Global Cholera cases are now on an increase, after years of falling, a development described by the World Health Organisation (WHO) as worrying.

Cholera is an acute diarrhoeal infection caused by ingesting contaminated food or water.

Briefing the media this week, WHO director-general, Dr Tedros Adhanom Ghebreyesus said Cholera was another disease making an “unwelcome comeback.”

“After years of declining cases globally, we have seen a worrying upsurge of cholera outbreaks around the globe over the past year,” bemoaned Ghebreyesus.

“In the first nine months of this year alone, 27 countries have reported cholera outbreaks. Not only are we seeing more outbreaks, but more deadly outbreaks. The data we have – which are limited – show the average case fatality rate so far this year is almost three times the rate of the past five years.”

In Syria, Ghebreyesus said, more than 10 000 suspected cases of cholera have been reported just in the past six weeks.

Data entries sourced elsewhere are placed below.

//! The subset of the Notion content model the exporter understands.
//!
//! Blocks arrive from the API as loosely typed JSON where the kind-specific
//! payload sits under a key named after the block's `type`. [`Block::from_value`]
//! turns that into a [`BlockKind`] with a typed payload, failing fast when a
//! known kind is missing the fields rendering relies on.

use std::collections::HashMap;

use serde::de::DeserializeOwned;
use serde::{Deserialize, Serialize};
use serde_json::{Map, Value};

use crate::error::SourceError;

/// Styling flags carried by a [`TextRun`].
#[derive(Debug, Clone, Copy, Default, PartialEq, Eq, Serialize, Deserialize)]
pub struct Annotations {
    #[serde(default)]
    pub bold: bool,
    #[serde(default)]
    pub italic: bool,
    #[serde(default)]
    pub strikethrough: bool,
    #[serde(default)]
    pub underline: bool,
    #[serde(default)]
    pub code: bool,
}

/// One styled run of rich text.
#[derive(Debug, Clone, PartialEq, Eq, Serialize, Deserialize)]
pub struct TextRun {
    pub plain_text: String,
    #[serde(default)]
    pub annotations: Annotations,
    #[serde(default)]
    pub href: Option<String>,
}

impl TextRun {
    pub fn plain(text: impl Into<String>) -> Self {
        Self {
            plain_text: text.into(),
            annotations: Annotations::default(),
            href: None,
        }
    }

    pub fn bold(mut self) -> Self {
        self.annotations.bold = true;
        self
    }

    pub fn italic(mut self) -> Self {
        self.annotations.italic = true;
        self
    }

    pub fn code(mut self) -> Self {
        self.annotations.code = true;
        self
    }

    pub fn link(mut self, href: impl Into<String>) -> Self {
        self.href = Some(href.into());
        self
    }
}

/// Ordered sequence of runs making up the readable text of a block.
pub type RichText = Vec<TextRun>;

#[derive(Debug, Clone, PartialEq, Eq)]
pub struct Block {
    pub id: String,
    pub kind: BlockKind,
    pub has_children: bool,
}

impl Block {
    pub fn new(id: impl Into<String>, kind: BlockKind) -> Self {
        Self {
            id: id.into(),
            kind,
            has_children: false,
        }
    }

    pub fn with_children(mut self) -> Self {
        self.has_children = true;
        self
    }

    /// Decode one block object as returned by the API.
    pub fn from_value(value: Value) -> Result<Self, SourceError> {
        let raw: RawBlock =
            serde_json::from_value(value).map_err(|source| SourceError::InvalidJson { source })?;
        Self::try_from(raw)
    }
}

#[derive(Debug, Clone, PartialEq, Eq)]
pub enum BlockKind {
    Paragraph(RichText),
    Heading1(RichText),
    Heading2(RichText),
    BulletedListItem(RichText),
    NumberedListItem(RichText),
    Code(CodeBlock),
    Image(ImageBlock),
    /// Any kind the exporter has no rendering rule for, keyed by its API name.
    Unsupported(String),
}

impl BlockKind {
    /// The API `type` tag for this kind.
    pub fn name(&self) -> &str {
        match self {
            BlockKind::Paragraph(_) => "paragraph",
            BlockKind::Heading1(_) => "heading_1",
            BlockKind::Heading2(_) => "heading_2",
            BlockKind::BulletedListItem(_) => "bulleted_list_item",
            BlockKind::NumberedListItem(_) => "numbered_list_item",
            BlockKind::Code(_) => "code",
            BlockKind::Image(_) => "image",
            BlockKind::Unsupported(name) => name,
        }
    }
}

#[derive(Debug, Clone, PartialEq, Eq)]
pub struct CodeBlock {
    pub language: String,
    pub rich_text: RichText,
}

/// Where an image's bytes live.
#[derive(Debug, Clone, Copy, PartialEq, Eq)]
pub enum ImageOrigin {
    /// Linked from an arbitrary URL.
    External,
    /// Uploaded to and served by Notion (signed, expiring URL).
    Hosted,
}

#[derive(Debug, Clone, PartialEq, Eq)]
pub struct ImageBlock {
    pub origin: ImageOrigin,
    /// Download location, already resolved for the origin.
    pub url: String,
    pub caption: RichText,
}

#[derive(Debug, Deserialize)]
struct RawBlock {
    id: String,
    #[serde(rename = "type")]
    kind: String,
    #[serde(default)]
    has_children: bool,
    #[serde(flatten)]
    payloads: Map<String, Value>,
}

#[derive(Debug, Deserialize)]
struct TextPayload {
    rich_text: RichText,
}

#[derive(Debug, Deserialize)]
struct CodePayload {
    language: String,
    rich_text: RichText,
}

#[derive(Debug, Deserialize)]
struct ImagePayload {
    #[serde(rename = "type")]
    origin: String,
    #[serde(default)]
    external: Option<FileLocation>,
    #[serde(default)]
    file: Option<FileLocation>,
    #[serde(default)]
    caption: RichText,
}

#[derive(Debug, Deserialize)]
struct FileLocation {
    url: String,
}

fn take_payload<T: DeserializeOwned>(raw: &mut RawBlock) -> Result<T, SourceError> {
    let value = raw
        .payloads
        .remove(&raw.kind)
        .ok_or_else(|| SourceError::malformed(&raw.id, &raw.kind, "missing payload object"))?;
    serde_json::from_value(value)
        .map_err(|err| SourceError::malformed(&raw.id, &raw.kind, err.to_string()))
}

impl TryFrom<RawBlock> for Block {
    type Error = SourceError;

    fn try_from(mut raw: RawBlock) -> Result<Self, Self::Error> {
        let kind_name = raw.kind.clone();
        let kind = match kind_name.as_str() {
            "paragraph" => BlockKind::Paragraph(take_payload::<TextPayload>(&mut raw)?.rich_text),
            "heading_1" => BlockKind::Heading1(take_payload::<TextPayload>(&mut raw)?.rich_text),
            "heading_2" => BlockKind::Heading2(take_payload::<TextPayload>(&mut raw)?.rich_text),
            "bulleted_list_item" => {
                BlockKind::BulletedListItem(take_payload::<TextPayload>(&mut raw)?.rich_text)
            }
            "numbered_list_item" => {
                BlockKind::NumberedListItem(take_payload::<TextPayload>(&mut raw)?.rich_text)
            }
            "code" => {
                let code: CodePayload = take_payload(&mut raw)?;
                BlockKind::Code(CodeBlock {
                    language: code.language,
                    rich_text: code.rich_text,
                })
            }
            "image" => {
                let image: ImagePayload = take_payload(&mut raw)?;
                let (origin, location) = if image.origin == "external" {
                    (ImageOrigin::External, image.external)
                } else {
                    (ImageOrigin::Hosted, image.file)
                };
                let location = location.ok_or_else(|| {
                    SourceError::malformed(
                        &raw.id,
                        &raw.kind,
                        format!("image of type `{}` has no url", image.origin),
                    )
                })?;
                BlockKind::Image(ImageBlock {
                    origin,
                    url: location.url,
                    caption: image.caption,
                })
            }
            other => BlockKind::Unsupported(other.to_owned()),
        };

        Ok(Block {
            id: raw.id,
            kind,
            has_children: raw.has_children,
        })
    }
}

/// A database row; its properties feed the front matter.
#[derive(Debug, Clone, Deserialize)]
pub struct Page {
    pub id: String,
    #[serde(default)]
    pub properties: HashMap<String, PropertyValue>,
}

impl Page {
    pub fn property(&self, name: &str) -> Option<&PropertyValue> {
        self.properties.get(name)
    }
}

/// Page property values. Only the property types used for front matter are
/// modelled, everything else collapses to [`PropertyValue::Other`].
#[derive(Debug, Clone, PartialEq, Eq, Deserialize)]
#[serde(tag = "type", rename_all = "snake_case")]
pub enum PropertyValue {
    Title {
        title: RichText,
    },
    RichText {
        rich_text: RichText,
    },
    Date {
        date: Option<DateRange>,
    },
    Checkbox {
        checkbox: bool,
    },
    MultiSelect {
        multi_select: Vec<SelectOption>,
    },
    #[serde(other)]
    Other,
}

#[derive(Debug, Clone, PartialEq, Eq, Deserialize)]
pub struct DateRange {
    pub start: String,
    #[serde(default)]
    pub end: Option<String>,
}

#[derive(Debug, Clone, PartialEq, Eq, Deserialize)]
pub struct SelectOption {
    pub name: String,
}

/// A data source listed on a database.
#[derive(Debug, Clone, PartialEq, Eq, Deserialize)]
pub struct DataSourceRef {
    pub id: String,
    pub name: String,
}

#[derive(Debug, Clone, Deserialize)]
pub struct Database {
    #[serde(default)]
    pub data_sources: Vec<DataSourceRef>,
}

/// Cursor-paginated list envelope used by the list and query endpoints.
#[derive(Debug, Clone, Deserialize)]
pub struct PaginatedList<T> {
    pub results: Vec<T>,
    #[serde(default)]
    pub next_cursor: Option<String>,
    #[serde(default)]
    pub has_more: bool,
}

“And in Haiti, after more than three years with no cases of cholera, two cases have been officially reported this week in the capital Port-au-Prince, with 20 suspected cases and seven deaths under investigation in other areas,” he explained.

“It’s likely the actual number of cases is significantly higher. This outbreak is a particular setback as Haiti was preparing to be certified as cholera-free later this year.”

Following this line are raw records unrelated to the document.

use std::path::Path;

use url::Url;

/// Extension used for images whose URL path carries none.
pub const FALLBACK_IMAGE_EXTENSION: &str = ".png";

/// Turn a page title into a URL-safe directory name.
///
/// Lower-cases, replaces every non-alphanumeric character with `-`, collapses
/// runs of `-` and trims them from both ends.
///
/// ```
/// use notion2hugo_renderer::utils::slugify;
///
/// assert_eq!(slugify("Hello, World! 2024"), "hello-world-2024");
/// assert_eq!(slugify("--a--b--"), "a-b");
/// ```
pub fn slugify(title: &str) -> String {
    title
        .chars()
        .map(|c| if c.is_alphanumeric() { c } else { '-' })
        .collect::<String>()
        .to_lowercase()
        .split('-')
        .filter(|part| !part.is_empty())
        .collect::<Vec<_>>()
        .join("-")
}

/// The extension of the last path segment of `url`, with its leading dot.
///
/// Query strings and fragments are ignored, so signed storage URLs resolve to
/// the extension of the stored object.
pub fn url_extension(url: &str) -> Option<String> {
    let url = Url::parse(url).ok()?;
    let last = url.path_segments()?.next_back()?;
    let extension = Path::new(last).extension()?.to_str()?;
    Some(format!(".{extension}"))
}

/// Local filename for an asset embedded by block `block_id`.
///
/// Block ids are unique within an export, so assets from sibling or nested
/// blocks never collide.
pub fn asset_filename(block_id: &str, url: &str) -> String {
    let extension =
        url_extension(url).unwrap_or_else(|| FALLBACK_IMAGE_EXTENSION.to_string());
    format!("{block_id}{extension}")
}
use std::collections::HashMap;
use std::future::Future;

use crate::error::SourceError;
use crate::types::{Block, DataSourceRef, Page};

/// Tree navigation over the source document structure.
pub trait BlockSource {
    /// The immediate children of `block_id`, in display order.
    ///
    /// Implementations resolve pagination before returning; the renderer
    /// always receives the complete list.
    fn list_children(
        &self,
        block_id: &str,
    ) -> impl Future<Output = Result<Vec<Block>, SourceError>> + Send;
}

/// Content queries over the pages to export.
pub trait PageSource {
    /// Look up the id of the data source called `name` inside `database_id`.
    fn resolve_data_source(
        &self,
        database_id: &str,
        name: &str,
    ) -> impl Future<Output = Result<String, SourceError>> + Send;

    /// Every page in the data source, in API order.
    fn query_pages(
        &self,
        data_source_id: &str,
    ) -> impl Future<Output = Result<Vec<Page>, SourceError>> + Send;
}

/// A [`BlockSource`] and [`PageSource`] backed by maps held in memory.
///
/// Unknown parent ids have no children.
#[derive(Debug, Clone, Default)]
pub struct MemoryBlockSource {
    children: HashMap<String, Vec<Block>>,
    data_sources: HashMap<String, Vec<DataSourceRef>>,
    pages: HashMap<String, Vec<Page>>,
}

impl MemoryBlockSource {
    pub fn new() -> Self {
        Self::default()
    }

    pub fn insert_children(&mut self, parent_id: impl Into<String>, blocks: Vec<Block>) {
        self.children.insert(parent_id.into(), blocks);
    }

    pub fn with_children(mut self, parent_id: impl Into<String>, blocks: Vec<Block>) -> Self {
        self.insert_children(parent_id, blocks);
        self
    }

    /// Register a data source on a database along with the pages it holds.
    pub fn with_data_source(
        mut self,
        database_id: impl Into<String>,
        data_source: DataSourceRef,
        pages: Vec<Page>,
    ) -> Self {
        self.pages.insert(data_source.id.clone(), pages);
        self.data_sources
            .entry(database_id.into())
            .or_default()
            .push(data_source);
        self
    }
}

impl BlockSource for MemoryBlockSource {
    async fn list_children(&self, block_id: &str) -> Result<Vec<Block>, SourceError> {
        Ok(self.children.get(block_id).cloned().unwrap_or_default())
    }
}

impl PageSource for MemoryBlockSource {
    async fn resolve_data_source(
        &self,
        database_id: &str,
        name: &str,
    ) -> Result<String, SourceError> {
        self.data_sources
            .get(database_id)
            .and_then(|sources| sources.iter().find(|source| source.name == name))
            .map(|source| source.id.clone())
            .ok_or_else(|| SourceError::DataSourceNotFound {
                database_id: database_id.to_owned(),
                name: name.to_owned(),
            })
    }

    async fn query_pages(&self, data_source_id: &str) -> Result<Vec<Page>, SourceError> {
        Ok(self.pages.get(data_source_id).cloned().unwrap_or_default())
    }
}
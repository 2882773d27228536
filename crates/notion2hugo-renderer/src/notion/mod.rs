mod markdown_converter;
mod rich_text;

pub use markdown_converter::MarkdownConverter;
pub use rich_text::render_inline;
use std::path::Path;

use crate::error::ExportError;

/// Frame a rendered body with its front matter header.
pub fn render_document(front_matter_yaml: &str, body: &str) -> String {
    format!("---\n{front_matter_yaml}---\n\n{body}")
}

/// Write `contents` to `dest` via a sibling `.tmp` file and a rename, creating
/// the parent directory when it does not exist yet.
pub async fn write_atomically(dest: &Path, contents: &str) -> Result<(), ExportError> {
    let io_error = |path: &Path| {
        let path = path.to_path_buf();
        move |source| ExportError::Io { path, source }
    };

    if let Some(parent) = dest.parent() {
        tokio::fs::create_dir_all(parent)
            .await
            .map_err(io_error(parent))?;
    }

    let mut tmp_name = dest.as_os_str().to_owned();
    tmp_name.push(".tmp");
    let tmp = Path::new(&tmp_name);

    if let Err(err) = tokio::fs::write(tmp, contents).await {
        let _ = tokio::fs::remove_file(tmp).await;
        return Err(io_error(tmp)(err));
    }
    tokio::fs::rename(tmp, dest).await.map_err(io_error(dest))?;
    Ok(())
}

The WHO chief further said: “Although cholera can kill within hours, it can be prevented with vaccines and access to safe water and sanitation, and can be treated easily with oral rehydration or antibiotics for more severe cases. But the reality is that many people don’t have access to these simple interventions.”

In 2013, WHO and its partners created an international stockpile of cholera vaccines, which last year shipped 27 million doses.

“But with an increasing number of outbreaks, supply cannot keep up with demand,” said Ghebreyesus.

“We urge the world’s leading vaccine manufacturers to talk to us about how we can increase production. Cholera thrives on poverty and conflict but is now being turbo-charged by climate change. Extreme climate events like floods, cyclones, and droughts further reduce access to clean water and create the ideal environment for cholera to spread.

He added: “Cholera is deadly, but it’s also preventable and treatable. With the right planning and action, we can reverse this trend.”